=== DATA EXCERPTS ===
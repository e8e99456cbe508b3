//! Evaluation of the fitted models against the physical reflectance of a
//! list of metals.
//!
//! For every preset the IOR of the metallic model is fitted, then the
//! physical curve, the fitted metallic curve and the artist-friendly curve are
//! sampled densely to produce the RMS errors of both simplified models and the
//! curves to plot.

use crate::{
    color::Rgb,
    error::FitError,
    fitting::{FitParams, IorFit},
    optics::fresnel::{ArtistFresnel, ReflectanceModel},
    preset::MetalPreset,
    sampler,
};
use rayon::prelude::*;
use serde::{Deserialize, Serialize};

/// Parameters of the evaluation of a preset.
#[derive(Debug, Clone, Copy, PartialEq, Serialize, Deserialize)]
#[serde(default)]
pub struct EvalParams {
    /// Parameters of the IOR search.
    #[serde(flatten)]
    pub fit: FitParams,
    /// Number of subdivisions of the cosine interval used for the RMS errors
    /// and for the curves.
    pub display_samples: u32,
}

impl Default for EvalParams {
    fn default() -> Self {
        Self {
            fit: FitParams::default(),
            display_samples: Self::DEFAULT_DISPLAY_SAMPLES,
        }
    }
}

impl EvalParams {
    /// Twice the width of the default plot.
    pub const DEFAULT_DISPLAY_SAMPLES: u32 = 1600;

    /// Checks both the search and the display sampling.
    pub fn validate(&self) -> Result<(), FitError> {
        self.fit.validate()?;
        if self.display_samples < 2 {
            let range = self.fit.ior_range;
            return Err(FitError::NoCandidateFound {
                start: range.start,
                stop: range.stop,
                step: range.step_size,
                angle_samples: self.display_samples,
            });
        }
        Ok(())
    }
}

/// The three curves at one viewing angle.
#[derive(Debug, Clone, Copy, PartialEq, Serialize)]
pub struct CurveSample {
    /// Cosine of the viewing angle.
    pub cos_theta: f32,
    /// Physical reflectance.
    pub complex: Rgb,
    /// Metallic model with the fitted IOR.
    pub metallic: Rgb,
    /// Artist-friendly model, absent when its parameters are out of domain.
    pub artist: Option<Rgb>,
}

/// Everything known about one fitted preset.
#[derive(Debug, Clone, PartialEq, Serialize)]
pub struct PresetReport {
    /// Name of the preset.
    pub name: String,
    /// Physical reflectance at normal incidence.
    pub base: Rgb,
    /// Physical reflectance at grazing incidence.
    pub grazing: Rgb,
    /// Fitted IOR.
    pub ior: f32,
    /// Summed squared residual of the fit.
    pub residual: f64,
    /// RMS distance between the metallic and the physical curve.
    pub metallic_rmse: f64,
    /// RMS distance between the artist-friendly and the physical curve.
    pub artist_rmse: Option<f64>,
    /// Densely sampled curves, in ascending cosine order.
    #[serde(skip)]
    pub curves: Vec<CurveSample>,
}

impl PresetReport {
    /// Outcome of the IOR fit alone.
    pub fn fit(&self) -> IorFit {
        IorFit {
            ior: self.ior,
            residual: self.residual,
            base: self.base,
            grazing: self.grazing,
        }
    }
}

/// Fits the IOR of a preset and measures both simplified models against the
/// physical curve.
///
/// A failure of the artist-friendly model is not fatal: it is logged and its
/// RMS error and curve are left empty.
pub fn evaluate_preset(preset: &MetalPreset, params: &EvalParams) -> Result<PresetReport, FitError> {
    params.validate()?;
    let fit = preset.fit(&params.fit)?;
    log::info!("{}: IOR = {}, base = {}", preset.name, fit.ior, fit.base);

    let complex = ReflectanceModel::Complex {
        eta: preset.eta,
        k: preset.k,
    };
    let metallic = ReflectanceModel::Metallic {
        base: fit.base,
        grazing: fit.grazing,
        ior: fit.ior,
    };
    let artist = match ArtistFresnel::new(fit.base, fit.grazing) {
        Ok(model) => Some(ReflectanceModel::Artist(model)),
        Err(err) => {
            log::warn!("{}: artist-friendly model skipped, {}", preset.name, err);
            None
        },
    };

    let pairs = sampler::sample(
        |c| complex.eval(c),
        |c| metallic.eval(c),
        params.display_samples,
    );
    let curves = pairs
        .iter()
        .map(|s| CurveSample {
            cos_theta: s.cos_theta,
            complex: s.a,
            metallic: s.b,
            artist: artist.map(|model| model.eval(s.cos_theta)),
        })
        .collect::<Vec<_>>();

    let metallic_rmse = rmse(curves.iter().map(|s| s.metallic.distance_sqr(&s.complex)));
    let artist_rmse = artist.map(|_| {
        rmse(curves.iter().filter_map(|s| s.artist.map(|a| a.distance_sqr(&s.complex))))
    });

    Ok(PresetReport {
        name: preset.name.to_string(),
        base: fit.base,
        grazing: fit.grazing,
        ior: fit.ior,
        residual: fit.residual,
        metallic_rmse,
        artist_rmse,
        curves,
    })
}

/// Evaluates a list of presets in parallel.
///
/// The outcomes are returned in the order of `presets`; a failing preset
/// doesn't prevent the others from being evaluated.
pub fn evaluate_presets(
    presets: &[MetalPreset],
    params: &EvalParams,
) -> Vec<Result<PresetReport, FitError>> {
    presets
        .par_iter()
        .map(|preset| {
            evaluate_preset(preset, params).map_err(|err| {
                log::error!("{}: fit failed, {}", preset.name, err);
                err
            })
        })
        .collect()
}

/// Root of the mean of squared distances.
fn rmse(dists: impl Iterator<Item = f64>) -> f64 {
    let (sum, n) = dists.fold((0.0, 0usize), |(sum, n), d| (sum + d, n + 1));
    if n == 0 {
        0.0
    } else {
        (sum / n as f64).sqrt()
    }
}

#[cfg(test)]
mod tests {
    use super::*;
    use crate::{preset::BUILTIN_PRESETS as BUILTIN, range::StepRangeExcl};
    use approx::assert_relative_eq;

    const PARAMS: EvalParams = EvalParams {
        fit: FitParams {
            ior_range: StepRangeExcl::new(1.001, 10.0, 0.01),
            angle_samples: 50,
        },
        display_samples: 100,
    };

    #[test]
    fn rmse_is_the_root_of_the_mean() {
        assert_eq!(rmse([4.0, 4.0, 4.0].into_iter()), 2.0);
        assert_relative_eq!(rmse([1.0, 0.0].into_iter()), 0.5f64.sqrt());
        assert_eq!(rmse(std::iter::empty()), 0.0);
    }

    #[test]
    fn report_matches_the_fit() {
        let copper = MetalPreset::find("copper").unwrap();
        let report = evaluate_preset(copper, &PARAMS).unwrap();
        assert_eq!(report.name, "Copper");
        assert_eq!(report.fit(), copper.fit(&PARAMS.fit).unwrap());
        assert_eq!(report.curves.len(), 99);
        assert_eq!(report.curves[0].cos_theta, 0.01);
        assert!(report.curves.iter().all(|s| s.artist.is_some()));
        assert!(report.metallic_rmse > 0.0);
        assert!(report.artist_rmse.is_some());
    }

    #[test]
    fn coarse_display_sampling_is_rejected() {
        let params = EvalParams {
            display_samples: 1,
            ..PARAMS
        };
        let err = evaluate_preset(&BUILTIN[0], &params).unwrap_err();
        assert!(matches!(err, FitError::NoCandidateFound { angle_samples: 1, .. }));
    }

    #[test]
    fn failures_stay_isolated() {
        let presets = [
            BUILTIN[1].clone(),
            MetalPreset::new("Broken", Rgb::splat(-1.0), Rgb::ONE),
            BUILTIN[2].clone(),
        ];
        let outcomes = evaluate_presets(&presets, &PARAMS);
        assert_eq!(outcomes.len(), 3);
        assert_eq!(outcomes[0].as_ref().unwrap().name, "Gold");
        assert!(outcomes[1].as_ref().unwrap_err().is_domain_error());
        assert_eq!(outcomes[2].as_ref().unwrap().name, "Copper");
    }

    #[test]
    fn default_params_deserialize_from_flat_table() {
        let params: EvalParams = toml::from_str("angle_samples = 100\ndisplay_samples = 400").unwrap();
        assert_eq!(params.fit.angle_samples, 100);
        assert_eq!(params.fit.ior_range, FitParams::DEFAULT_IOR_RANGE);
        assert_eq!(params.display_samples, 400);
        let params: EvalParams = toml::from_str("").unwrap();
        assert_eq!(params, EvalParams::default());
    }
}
===
THE PROBLEM. Please report every line among the entries that includes "Option".

EXERCISE RESULT.
    pub artist: Option<Rgb>,
    pub artist_rmse: Option<f64>,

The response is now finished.